### Task details
Copy exactly the lines of the records below, and only those lines, beginning with the line that contains "const PAGE_COLUMNS: &str" and ending with the line that contains "PRAGMA synchronous = NORMAL;".
-- Entries provided follows --
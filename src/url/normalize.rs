use crate::UrlError;
use url::Url;

/// Normalizes a URL so that equivalent links share one visited-set key
///
/// # Normalization Steps
///
/// 1. Parse the URL; reject if malformed (dot segments are resolved by the parser)
/// 2. Reject anything that is not http or https
/// 3. Collapse repeated slashes in the path
/// 4. Remove trailing slash (except for root /)
/// 5. Remove fragment (everything after #)
/// 6. Remove an empty query string (trailing ?)
///
/// Scheme, host and query parameters are otherwise kept as written, since
/// the site base URL from the configuration is compared as a prefix.
///
/// # Examples
///
/// ```
/// use sitelex::url::normalize_url;
///
/// let url = normalize_url("http://EXAMPLE.com/docs//page/#intro").unwrap();
/// assert_eq!(url.as_str(), "http://example.com/docs/page");
/// ```
pub fn normalize_url(url_str: &str) -> Result<Url, UrlError> {
    let mut url = Url::parse(url_str.trim()).map_err(|e| UrlError::Parse(e.to_string()))?;

    if url.scheme() != "http" && url.scheme() != "https" {
        return Err(UrlError::InvalidScheme(format!(
            "Only HTTP and HTTPS schemes are supported, got: {}",
            url.scheme()
        )));
    }

    let path = normalize_path(url.path());
    url.set_path(&path);
    url.set_fragment(None);

    if url.query() == Some("") {
        url.set_query(None);
    }

    Ok(url)
}

/// Collapses empty segments and drops the trailing slash
fn normalize_path(path: &str) -> String {
    let segments: Vec<&str> = path.split('/').filter(|s| !s.is_empty()).collect();
    if segments.is_empty() {
        "/".to_string()
    } else {
        format!("/{}", segments.join("/"))
    }
}

#[cfg(test)]
mod tests {
    use super::*;

    #[test]
    fn test_keeps_scheme() {
        let result = normalize_url("http://example.com/page").unwrap();
        assert_eq!(result.as_str(), "http://example.com/page");
    }

    #[test]
    fn test_remove_trailing_slash() {
        let result = normalize_url("https://example.com/page/").unwrap();
        assert_eq!(result.as_str(), "https://example.com/page");
    }

    #[test]
    fn test_empty_path_becomes_root() {
        let result = normalize_url("https://example.com").unwrap();
        assert_eq!(result.as_str(), "https://example.com/");
    }

    #[test]
    fn test_remove_fragment() {
        let result = normalize_url("https://example.com/page#section").unwrap();
        assert_eq!(result.as_str(), "https://example.com/page");
    }

    #[test]
    fn test_query_is_kept() {
        let result = normalize_url("https://example.com/list/?page=2").unwrap();
        assert_eq!(result.as_str(), "https://example.com/list?page=2");
    }

    #[test]
    fn test_empty_query_is_dropped() {
        let result = normalize_url("https://example.com/list?").unwrap();
        assert_eq!(result.as_str(), "https://example.com/list");
    }

    #[test]
    fn test_dot_segments_and_slashes() {
        let result = normalize_url("https://example.com///a/../b/./c//d").unwrap();
        assert_eq!(result.as_str(), "https://example.com/b/c/d");
    }

    #[test]
    fn test_lowercase_host() {
        let result = normalize_url("https://EXAMPLE.COM/Page").unwrap();
        assert_eq!(result.as_str(), "https://example.com/Page");
    }

    #[test]
    fn test_invalid_scheme() {
        let result = normalize_url("ftp://example.com/page");
        assert!(matches!(result.unwrap_err(), UrlError::InvalidScheme(_)));
    }

    #[test]
    fn test_malformed_url() {
        assert!(matches!(
            normalize_url("not a url").unwrap_err(),
            UrlError::Parse(_)
        ));
    }
}
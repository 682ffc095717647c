//! URL handling module for Sitelex
//!
//! This module provides URL normalization and the site-scoping rules used by
//! the crawler: which links belong to a site and how a page URL maps to the
//! site-relative path stored in the index.

mod normalize;

use crate::config::SiteEntry;
use crate::{UrlError, UrlResult};
use url::Url;

pub use normalize::normalize_url;

/// Returns the canonical base URL of a site, without a trailing slash
///
/// # Examples
///
/// ```
/// use sitelex::url::site_base;
///
/// assert_eq!(site_base("https://Example.com/").unwrap(), "https://example.com");
/// assert_eq!(site_base("https://example.com/docs/").unwrap(), "https://example.com/docs");
/// ```
pub fn site_base(url_str: &str) -> UrlResult<String> {
    let normalized = normalize_url(url_str)?;
    Ok(normalized.as_str().trim_end_matches('/').to_string())
}

/// Returns true if `url` lies under the site base URL
///
/// The prefix must end on a path boundary, so `https://example.com.evil.org`
/// is not part of `https://example.com`.
pub fn is_in_scope(base: &str, url: &str) -> bool {
    match url.strip_prefix(base) {
        Some(rest) => rest.is_empty() || rest.starts_with('/') || rest.starts_with('?'),
        None => false,
    }
}

/// Maps a page URL to the path stored for it, relative to the site base
///
/// The site root maps to `/`.
pub fn site_relative_path(base: &str, url: &Url) -> UrlResult<String> {
    let url_str = url.as_str();
    if !is_in_scope(base, url_str) {
        return Err(UrlError::OutOfScope {
            url: url_str.to_string(),
            site: base.to_string(),
        });
    }

    let rest = &url_str[base.len()..];
    Ok(if rest.is_empty() {
        "/".to_string()
    } else if rest.starts_with('?') {
        format!("/{}", rest)
    } else {
        rest.to_string()
    })
}

/// Normalizes the URL a fetch ended on and keeps it only if it lies under `base`
///
/// Redirects are followed by the HTTP client, so the final URL may belong to
/// another origin or to another page of the same site.
pub fn landing_url(base: &str, final_url: &str) -> Option<Url> {
    normalize_url(final_url)
        .ok()
        .filter(|url| is_in_scope(base, url.as_str()))
}

/// Finds the configured site owning `url`, preferring the longest base URL
pub fn owning_site<'a>(sites: &'a [SiteEntry], url: &Url) -> Option<(&'a SiteEntry, String)> {
    sites
        .iter()
        .filter_map(|entry| site_base(&entry.url).ok().map(|base| (entry, base)))
        .filter(|(_, base)| is_in_scope(base, url.as_str()))
        .max_by_key(|(_, base)| base.len())
}
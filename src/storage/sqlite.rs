//! SQLite storage implementation
//!
//! This module provides a SQLite-based implementation of the Storage trait.
//! Atomic units run inside one transaction; the private helpers take a
//! `&Connection` so they work both on the connection and inside a transaction.

use crate::state::SiteStatus;
use crate::storage::schema::initialize_schema;
use crate::storage::traits::{Storage, StorageError, StorageResult};
use crate::storage::{IndexRecord, LemmaRecord, PageRecord, Posting, SiteRecord};
use chrono::{DateTime, Utc};
use rusqlite::types::Type;
use rusqlite::{params, Connection, OptionalExtension, Row};
use std::collections::HashMap;
use std::path::Path;

const SITE_COLUMNS: &str = "id, url, name, status, status_time, last_error";
const PAGE_COLUMNS: &str = "id, site_id, path, code, content";

/// SQLite storage backend
pub struct SqliteStorage {
    conn: Connection,
}

impl SqliteStorage {
    /// Opens or creates the database at `path`
    pub fn new(path: &Path) -> StorageResult<Self> {
        let conn = Connection::open(path)?;

        conn.execute_batch(
            "
            PRAGMA journal_mode = WAL;
            PRAGMA synchronous = NORMAL;
            PRAGMA foreign_keys = ON;
            PRAGMA temp_store = MEMORY;
        ",
        )?;

        initialize_schema(&conn)?;

        Ok(Self { conn })
    }

    /// Creates an in-memory database
    pub fn new_in_memory() -> StorageResult<Self> {
        let conn = Connection::open_in_memory()?;
        conn.execute_batch("PRAGMA foreign_keys = ON;")?;
        initialize_schema(&conn)?;
        Ok(Self { conn })
    }
}

fn conversion_error(
    column: usize,
    err: impl Into<Box<dyn std::error::Error + Send + Sync>>,
) -> rusqlite::Error {
    rusqlite::Error::FromSqlConversionFailure(column, Type::Text, err.into())
}

fn site_from_row(row: &Row<'_>) -> rusqlite::Result<SiteRecord> {
    let status: String = row.get(3)?;
    let status_time: String = row.get(4)?;
    Ok(SiteRecord {
        id: row.get(0)?,
        url: row.get(1)?,
        name: row.get(2)?,
        status: SiteStatus::from_db_string(&status)
            .ok_or_else(|| conversion_error(3, format!("unknown site status '{}'", status)))?,
        status_time: DateTime::parse_from_rfc3339(&status_time)
            .map(|t| t.with_timezone(&Utc))
            .map_err(|e| conversion_error(4, e))?,
        last_error: row.get(5)?,
    })
}

fn page_from_row(row: &Row<'_>) -> rusqlite::Result<PageRecord> {
    Ok(PageRecord {
        id: row.get(0)?,
        site_id: row.get(1)?,
        path: row.get(2)?,
        code: row.get(3)?,
        content: row.get(4)?,
    })
}

fn fetch_site(conn: &Connection, site_id: i64) -> StorageResult<SiteRecord> {
    conn.query_row(
        &format!("SELECT {} FROM sites WHERE id = ?1", SITE_COLUMNS),
        params![site_id],
        site_from_row,
    )
    .optional()?
    .ok_or_else(|| StorageError::SiteNotFound(format!("Site ID {}", site_id)))
}
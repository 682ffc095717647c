//! Crawler module for fetching and indexing sites
//!
//! This module contains the crawl-and-index pipeline, including:
//! - HTTP fetching with the configured identity and timeouts
//! - HTML parsing, text and link extraction
//! - Per-site recursive crawling with a shared visited set
//! - Lemmatize-and-persist of each fetched page
//! - Overall run coordination (start, stop, single-page re-index)

mod context;
mod coordinator;
mod fetcher;
mod indexer;
mod page;
mod parser;

pub use coordinator::{Coordinator, RunSummary, STOPPED_BY_OPERATOR};
pub use fetcher::{build_http_client, FetchResult, HttpFetcher};
pub use indexer::{IndexedPage, PageIndexer};
pub use parser::{extract_content, parse_html, ParsedPage};
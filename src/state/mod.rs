//! State machine module for voice sessions
//!
//! Provides an explicit state machine with five states:
//! - Idle: session open, voice not started
//! - Listening: waiting for the next input
//! - Transcribing: waiting on the transcription service
//! - Responding: waiting on the response generator
//! - Stopped: terminal

mod machine;

pub use machine::{Completion, Request, State, StateMachine, Step};
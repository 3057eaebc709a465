//! In-process collaborators used when no models are configured

use async_trait::async_trait;

use super::{BackendError, Generated, Input, ResponseGenerator, TokenUsage, Transcriber};
use crate::modes::Mode;

/// Words that mark an utterance as schoolwork
const STUDY_WORDS: &[&str] = &[
    "isee", "math", "fraction", "equation", "vocabulary", "synonym", "reading", "essay",
    "homework", "test", "quiz", "practice", "study", "question",
];

/// Passes typed text straight through. Has no speech engine, so audio is rejected.
pub struct PassthroughTranscriber;

#[async_trait]
impl Transcriber for PassthroughTranscriber {
    async fn transcribe(&self, input: Input) -> Result<String, BackendError> {
        match input {
            Input::Text(text) => Ok(text.trim().to_string()),
            Input::Audio(handle) => Err(BackendError::failed(
                "transcriber",
                format!("no speech-to-text engine configured for audio handle '{handle}'"),
            )),
        }
    }
}

/// Deterministic mode-aware replies, for running without an LLM
pub struct ScriptedResponder;

impl ScriptedResponder {
    fn reply(text: &str, mode: &Mode) -> String {
        match mode.name.as_str() {
            "tutor" => format!(
                "Let's work through that together. You said: \"{text}\". \
                 What do you think the first step is?"
            ),
            "friend" => format!(
                "Thanks for telling me! \"{text}\" sounds interesting. What happened next?"
            ),
            "hybrid" if is_study_related(text) => format!(
                "Good one, let's turn that into a quick practice round. You said: \"{text}\". \
                 Want to try a sample question?"
            ),
            "hybrid" => format!(
                "I hear you: \"{text}\". Whenever you feel like it, we can squeeze in a little \
                 ISEE practice."
            ),
            _ => format!("({}) {text}", mode.style.tone),
        }
    }
}

#[async_trait]
impl ResponseGenerator for ScriptedResponder {
    async fn generate(&self, text: &str, mode: &Mode) -> Result<Generated, BackendError> {
        let reply = Self::reply(text, mode);
        let suggested_mode = (mode.name == "hybrid").then(|| {
            let hint = if is_study_related(text) { "tutor" } else { "friend" };
            hint.to_string()
        });

        Ok(Generated {
            usage: TokenUsage {
                prompt_tokens: word_count(text),
                completion_tokens: word_count(&reply),
            },
            text: reply,
            suggested_mode,
        })
    }
}

fn is_study_related(text: &str) -> bool {
    text.split(|c: char| !c.is_alphanumeric())
        .map(str::to_ascii_lowercase)
        .any(|word| STUDY_WORDS.contains(&word.as_str()))
}

fn word_count(text: &str) -> u32 {
    text.split_whitespace().count() as u32
}
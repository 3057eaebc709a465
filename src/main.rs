//! isee-voice-daemon: voice session daemon for the ISEE Tutor assistant
//!
//! Each WebSocket client drives one voice session:
//! - Explicit state machine (idle, listening, transcribing, responding, stopped)
//! - Three interaction modes: tutor, friend, hybrid
//! - Transcription and response generation delegated to pluggable backends
//!
//! Audio capture and playback live in the client; this daemon only sees
//! text and opaque audio handles.

mod backend;
mod config;
mod error;
mod events;
mod ipc;
mod lifecycle;
mod modes;
mod session;
mod state;

use std::sync::Arc;

use anyhow::{Context, Result};
use tracing::{error, info};
use tracing_subscriber::EnvFilter;

use crate::backend::Backends;
use crate::config::Config;
use crate::ipc::Server;
use crate::lifecycle::ShutdownSignal;
use crate::modes::ModeRegistry;
use crate::session::SessionManager;

#[tokio::main]
async fn main() -> Result<()> {
    // Initialize logging
    tracing_subscriber::fmt()
        .with_env_filter(
            EnvFilter::try_from_default_env()
                .unwrap_or_else(|_| EnvFilter::new("info"))
        )
        .init();

    info!(
        version = env!("CARGO_PKG_VERSION"),
        "isee-voice-daemon starting"
    );

    // Load configuration
    let config = Config::load()?;
    info!(
        bind_addr = %config.bind_addr,
        default_mode = %config.default_mode,
        "configuration loaded"
    );

    let registry = Arc::new(ModeRegistry::builtin());
    info!(modes = ?registry.list(), "mode registry ready");

    let backends = Backends::from_config(&config);
    let manager = SessionManager::new(registry, backends, config.session_settings())
        .context("invalid default mode")?;

    let shutdown = ShutdownSignal::new();
    let server = Server::bind(&config.bind_addr, manager.clone()).await?;

    info!("daemon initialized, entering main loop");

    tokio::select! {
        result = server.run() => {
            if let Err(e) = result {
                error!(?e, "WebSocket server error");
            }
        }

        _ = shutdown.wait() => {
            info!("shutdown signal received");
        }
    }

    // Cleanup
    info!(sessions = manager.len().await, "shutting down...");

    server.shutdown().await;

    info!("isee-voice-daemon stopped");

    Ok(())
}
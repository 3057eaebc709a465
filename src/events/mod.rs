//! Events module for outbound session notifications
//!
//! Every message the daemon sends to a client is an `EventMessage`,
//! JSON-encoded with a `type` tag.

use serde::{Deserialize, Serialize};

use crate::backend::TokenUsage;
use crate::error::SessionError;
use crate::state::State;

/// Events emitted by a session, in the order they are produced
#[derive(Debug, Clone, PartialEq, Eq, Serialize, Deserialize)]
#[serde(tag = "type", rename_all = "snake_case")]
pub enum EventMessage {
    /// A session was opened for this connection
    SessionCreated { session_id: String },

    /// Session entered listening in the given mode
    VoiceStarted { mode: String },

    /// State transition notification
    VoiceState { state: State },

    /// Transcription completed
    VoiceTranscript { text: String },

    /// Generated response ready. `voice_response` is accepted as an alias.
    #[serde(alias = "voice_response")]
    TextResponse {
        text: String,
        mode: String,
        #[serde(default)]
        usage: TokenUsage,
        #[serde(default, skip_serializing_if = "Option::is_none")]
        suggested_mode: Option<String>,
    },

    /// Mode change acknowledged
    ModeChanged { mode: String, previous: String },

    /// Session terminated
    VoiceStopped,

    /// A fatal or message-level error occurred.
    ///
    /// `category` names the base class of `code` and is only set for
    /// collaborator failures: a `TimeoutError` arrives with category
    /// `ExternalCollaboratorError`.
    Error {
        code: String,
        message: String,
        #[serde(default, skip_serializing_if = "Option::is_none")]
        category: Option<String>,
    },

    /// Answer to `ping`
    Pong,

    /// Answer to `get_status`
    Status(SessionStatus),
}

/// Snapshot of one session
#[derive(Debug, Clone, PartialEq, Eq, Serialize, Deserialize)]
pub struct SessionStatus {
    pub session_id: String,
    pub version: String,
    pub state: State,
    pub mode: String,
    /// Modes the session can switch to
    pub modes: Vec<String>,
    pub generation: u64,
}

impl From<&SessionError> for EventMessage {
    fn from(err: &SessionError) -> Self {
        EventMessage::Error {
            code: err.code().to_string(),
            message: err.to_string(),
            category: err.category().map(str::to_string),
        }
    }
}

impl std::fmt::Display for EventMessage {
    fn fmt(&self, f: &mut std::fmt::Formatter<'_>) -> std::fmt::Result {
        match self {
            EventMessage::SessionCreated { session_id } => {
                write!(f, "SESSION_CREATED ({})", session_id)
            }
            EventMessage::VoiceStarted { mode } => write!(f, "VOICE_STARTED ({})", mode),
            EventMessage::VoiceState { state } => write!(f, "VOICE_STATE ({})", state),
            EventMessage::VoiceTranscript { text } => {
                write!(f, "VOICE_TRANSCRIPT ({} chars)", text.len())
            }
            EventMessage::TextResponse { text, mode, .. } => {
                write!(f, "TEXT_RESPONSE ({}, {} chars)", mode, text.len())
            }
            EventMessage::ModeChanged { mode, previous } => {
                write!(f, "MODE_CHANGED ({} -> {})", previous, mode)
            }
            EventMessage::VoiceStopped => write!(f, "VOICE_STOPPED"),
            EventMessage::Error { code, .. } => write!(f, "ERROR ({})", code),
            EventMessage::Pong => write!(f, "PONG"),
            EventMessage::Status(status) => write!(f, "STATUS ({})", status.state),
        }
    }
}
-- Entries provided concluded --
### Your response
const PAGE_COLUMNS: &str = "id, site_id, path, code, content";

/// SQLite storage backend
pub struct SqliteStorage {
    conn: Connection,
}

impl SqliteStorage {
    /// Opens or creates the database at `path`
    pub fn new(path: &Path) -> StorageResult<Self> {
        let conn = Connection::open(path)?;

        conn.execute_batch(
            "
            PRAGMA journal_mode = WAL;
            PRAGMA synchronous = NORMAL;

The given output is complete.